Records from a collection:
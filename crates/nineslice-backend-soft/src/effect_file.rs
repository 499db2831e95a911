//! Effect file reader.
//!
//! Only the parts a CPU device needs are interpreted: top-level
//! `uniform <type> <name> [= <default>];` declarations and the presence of
//! at least one `technique`. Shader function bodies are skipped.
//!
//! Supported defaults:
//!
//! ```text
//! uniform bool   show_uvs = false;
//! uniform float  weight   = 0.5;
//! uniform float2 size     = {1.0, 1.0};
//! uniform float4 border   = float4(8.0, 8.0, 8.0, 8.0);
//! ```

use std::path::Path;

use nineslice_types::error::{NineSliceError, Result};

/// Declared type of a uniform.
#[derive(Debug, Clone, Copy, PartialEq, Eq)]
pub enum UniformType {
    Bool,
    Float,
    Float2,
    Float4,
    Float4x4,
    Texture2d,
}

impl UniformType {
    fn parse(token: &str) -> Option<Self> {
        match token {
            "bool" => Some(Self::Bool),
            "float" => Some(Self::Float),
            "float2" => Some(Self::Float2),
            "float4" => Some(Self::Float4),
            "float4x4" => Some(Self::Float4x4),
            "texture2d" => Some(Self::Texture2d),
            _ => None,
        }
    }

    /// Float components of a vector type; `None` for non-numeric types.
    fn components(self) -> Option<usize> {
        match self {
            Self::Float => Some(1),
            Self::Float2 => Some(2),
            Self::Float4 => Some(4),
            _ => None,
        }
    }

    /// Value a uniform holds before anything is written.
    pub fn zero(self) -> UniformValue {
        match self {
            Self::Bool => UniformValue::Bool(false),
            Self::Float => UniformValue::Float(0.0),
            Self::Float2 => UniformValue::Vec2([0.0; 2]),
            Self::Float4 => UniformValue::Vec4([0.0; 4]),
            Self::Float4x4 | Self::Texture2d => UniformValue::Opaque,
        }
    }
}

/// Current value of a uniform.
#[derive(Debug, Clone, Copy, PartialEq)]
pub enum UniformValue {
    Bool(bool),
    Float(f32),
    Vec2([f32; 2]),
    Vec4([f32; 4]),
    /// Matrices and textures, bound by the host rather than the filter.
    Opaque,
}

/// One `uniform` declaration.
#[derive(Debug, Clone, PartialEq)]
pub struct Uniform {
    pub name: String,
    pub ty: UniformType,
    pub default: Option<UniformValue>,
    /// 1-based source line.
    pub line: usize,
}

impl Uniform {
    pub fn initial_value(&self) -> UniformValue {
        self.default.unwrap_or_else(|| self.ty.zero())
    }
}

/// Parsed effect file.
#[derive(Debug, Clone, PartialEq)]
pub struct EffectFile {
    uniforms: Vec<Uniform>,
    techniques: Vec<String>,
}

impl EffectFile {
    pub fn load(path: &Path) -> Result<Self> {
        let text = std::fs::read_to_string(path).map_err(|e| {
            NineSliceError::ProgramLoad(format!("{}: {e}", path.display()))
        })?;
        Self::parse(&text).map_err(|e| match e {
            NineSliceError::ProgramLoad(msg) => {
                NineSliceError::ProgramLoad(format!("{}: {msg}", path.display()))
            }
            other => other,
        })
    }

    pub fn parse(text: &str) -> Result<Self> {
        let stripped = strip_comments(text);
        let mut uniforms: Vec<Uniform> = Vec::new();
        let mut techniques = Vec::new();
        let mut depth = 0usize;

        for (idx, raw) in stripped.lines().enumerate() {
            let line = raw.trim();
            let lineno = idx + 1;

            if depth == 0 {
                let mut tokens = line.split_whitespace();
                match tokens.next() {
                    Some("uniform") => {
                        let uniform = parse_uniform(line, lineno)?;
                        if uniforms.iter().any(|u| u.name == uniform.name) {
                            return Err(load_error(
                                lineno,
                                format!("duplicate uniform '{}'", uniform.name),
                            ));
                        }
                        uniforms.push(uniform);
                    }
                    Some("technique") => {
                        let name = tokens
                            .next()
                            .map(|t| t.trim_end_matches('{').to_string())
                            .unwrap_or_default();
                        techniques.push(name);
                    }
                    _ => {}
                }
            }

            for c in line.chars() {
                match c {
                    '{' => depth += 1,
                    '}' => depth = depth.saturating_sub(1),
                    _ => {}
                }
            }
        }

        if techniques.is_empty() {
            return Err(NineSliceError::ProgramLoad(
                "no technique declared".to_string(),
            ));
        }

        Ok(Self {
            uniforms,
            techniques,
        })
    }

    pub fn uniforms(&self) -> &[Uniform] {
        &self.uniforms
    }

    pub fn techniques(&self) -> &[String] {
        &self.techniques
    }

    /// Index and declaration of the named uniform.
    pub fn uniform(&self, name: &str) -> Option<(usize, &Uniform)> {
        self.uniforms
            .iter()
            .enumerate()
            .find(|(_, u)| u.name == name)
    }
}

fn load_error(line: usize, msg: String) -> NineSliceError {
    NineSliceError::ProgramLoad(format!("line {line}: {msg}"))
}

/// Blank out `//` and `/* */` comments, keeping newlines so line numbers
/// still match the file.
fn strip_comments(text: &str) -> String {
    let mut out = String::with_capacity(text.len());
    let mut chars = text.chars().peekable();
    let mut in_line = false;
    let mut in_block = false;

    while let Some(c) = chars.next() {
        if in_line {
            if c == '\n' {
                in_line = false;
                out.push('\n');
            }
            continue;
        }
        if in_block {
            if c == '*' && chars.peek() == Some(&'/') {
                chars.next();
                in_block = false;
                out.push(' ');
            } else if c == '\n' {
                out.push('\n');
            }
            continue;
        }
        if c == '/' {
            match chars.peek() {
                Some('/') => {
                    chars.next();
                    in_line = true;
                    continue;
                }
                Some('*') => {
                    chars.next();
                    in_block = true;
                    continue;
                }
                _ => {}
            }
        }
        out.push(c);
    }
    out
}

fn parse_uniform(line: &str, lineno: usize) -> Result<Uniform> {
    let Some(body) = line.strip_suffix(';') else {
        return Err(load_error(lineno, "uniform declaration missing ';'".into()));
    };
    let body = body.trim_start_matches("uniform").trim();

    let (decl, default) = match body.split_once('=') {
        Some((decl, default)) => (decl.trim(), Some(default.trim())),
        None => (body, None),
    };

    let mut parts = decl.split_whitespace();
    let (Some(ty_token), Some(name), None) = (parts.next(), parts.next(), parts.next()) else {
        return Err(load_error(
            lineno,
            format!("expected 'uniform <type> <name>', got '{decl}'"),
        ));
    };

    let ty = UniformType::parse(ty_token)
        .ok_or_else(|| load_error(lineno, format!("unknown uniform type '{ty_token}'")))?;

    if !is_identifier(name) {
        return Err(load_error(lineno, format!("invalid uniform name '{name}'")));
    }

    let default = default
        .map(|text| parse_default(ty, text).map_err(|msg| load_error(lineno, msg)))
        .transpose()?;

    Ok(Uniform {
        name: name.to_string(),
        ty,
        default,
        line: lineno,
    })
}

fn is_identifier(s: &str) -> bool {
    let mut chars = s.chars();
    matches!(chars.next(), Some(c) if c.is_ascii_alphabetic() || c == '_')
        && chars.all(|c| c.is_ascii_alphanumeric() || c == '_')
}

fn parse_default(ty: UniformType, text: &str) -> std::result::Result<UniformValue, String> {
    if ty == UniformType::Bool {
        return match text {
            "true" => Ok(UniformValue::Bool(true)),
            "false" => Ok(UniformValue::Bool(false)),
            _ => Err(format!("invalid bool default '{text}'")),
        };
    }

    let Some(count) = ty.components() else {
        return Err(format!("{ty:?} uniforms cannot have a default"));
    };

    let inner = if let Some(rest) = text.strip_prefix('{') {
        rest.strip_suffix('}')
    } else if let Some(open) = text.find('(') {
        text[open + 1..].strip_suffix(')')
    } else {
        Some(text)
    };
    let inner = inner.ok_or_else(|| format!("unbalanced default '{text}'"))?;

    let values = inner
        .split(',')
        .map(|v| {
            let v = v.trim();
            v.trim_end_matches('f')
                .parse::<f32>()
                .map_err(|_| format!("invalid number '{v}'"))
        })
        .collect::<std::result::Result<Vec<f32>, String>>()?;

    if values.len() != count {
        return Err(format!(
            "expected {count} components for {ty:?}, got {}",
            values.len()
        ));
    }

    Ok(match count {
        1 => UniformValue::Float(values[0]),
        2 => UniformValue::Vec2([values[0], values[1]]),
        _ => UniformValue::Vec4([values[0], values[1], values[2], values[3]]),
    })
}

#[cfg(test)]
mod tests {
    use super::*;

    const MINIMAL: &str = "technique Draw\n{\n\tpass {}\n}\n";

    #[test]
    fn shipped_effect_declares_all_slots() {
        let fx = EffectFile::parse(include_str!("../../../data/sliced.effect")).unwrap();
        assert_eq!(fx.techniques(), ["Draw"]);
        for (name, ty) in [
            ("border", UniformType::Float4),
            ("source_size", UniformType::Float2),
            ("output_size", UniformType::Float2),
            ("show_uvs", UniformType::Bool),
            ("use_linear_filtering", UniformType::Bool),
        ] {
            let (_, u) = fx.uniform(name).unwrap();
            assert_eq!(u.ty, ty, "{name}");
        }
        let (_, border) = fx.uniform("border").unwrap();
        assert_eq!(border.default, Some(UniformValue::Vec4([8.0; 4])));
    }

    #[test]
    fn defaults_and_zero_values() {
        let src = format!(
            "uniform bool flag = true;\n\
             uniform float w = 0.5f;\n\
             uniform float2 size = float2(3, 4);\n\
             uniform float2 unset;\n\
             uniform texture2d image;\n{MINIMAL}"
        );
        let fx = EffectFile::parse(&src).unwrap();
        let values: Vec<UniformValue> = fx.uniforms().iter().map(Uniform::initial_value).collect();
        assert_eq!(
            values,
            [
                UniformValue::Bool(true),
                UniformValue::Float(0.5),
                UniformValue::Vec2([3.0, 4.0]),
                UniformValue::Vec2([0.0, 0.0]),
                UniformValue::Opaque,
            ]
        );
    }

    #[test]
    fn comments_are_ignored() {
        let src = format!(
            "// uniform float commented;\n\
             /* uniform float\n  also_commented; */\n\
             uniform float kept; // trailing\n{MINIMAL}"
        );
        let fx = EffectFile::parse(&src).unwrap();
        assert_eq!(fx.uniforms().len(), 1);
        assert_eq!(fx.uniforms()[0].name, "kept");
        assert_eq!(fx.uniforms()[0].line, 4);
    }

    #[test]
    fn locals_inside_functions_are_not_uniforms() {
        let src = format!("float f()\n{{\n\tuniform float inner;\n\treturn 1.0;\n}}\n{MINIMAL}");
        let fx = EffectFile::parse(&src).unwrap();
        assert!(fx.uniforms().is_empty());
    }

    #[test]
    fn missing_technique_is_error() {
        let err = EffectFile::parse("uniform float a;\n").unwrap_err();
        assert!(err.to_string().contains("no technique"));
    }

    #[test]
    fn errors_carry_line_numbers() {
        let cases = [
            ("\nuniform float a\n", "line 2"),
            ("uniform half a;\n", "unknown uniform type 'half'"),
            ("uniform float2 a = {1.0};\n", "expected 2 components"),
            ("uniform bool a = maybe;\n", "invalid bool default"),
            ("uniform float a;\nuniform float a;\n", "duplicate uniform 'a'"),
            ("uniform float 2a;\n", "invalid uniform name"),
        ];
        for (src, needle) in cases {
            let err = EffectFile::parse(&format!("{src}{MINIMAL}")).unwrap_err();
            assert!(
                err.to_string().contains(needle),
                "{src:?}: {err} lacks {needle:?}"
            );
        }
    }

    #[test]
    fn load_reports_path() {
        let dir = tempfile::tempdir().unwrap();
        let path = dir.path().join("missing.effect");
        let err = EffectFile::load(&path).unwrap_err();
        assert!(matches!(err, NineSliceError::ProgramLoad(_)));
        assert!(err.to_string().contains("missing.effect"));
    }
}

__Exercise directions__. Your answer should consist of the lines above that hold the word "components".

__Output of the task__.
    /// Float components of a vector type; `None` for non-numeric types.
    fn components(self) -> Option<usize> {
    let Some(count) = ty.components() else {
            "expected {count} components for {ty:?}, got {}",
            ("uniform float2 a = {1.0};\n", "expected 2 components"),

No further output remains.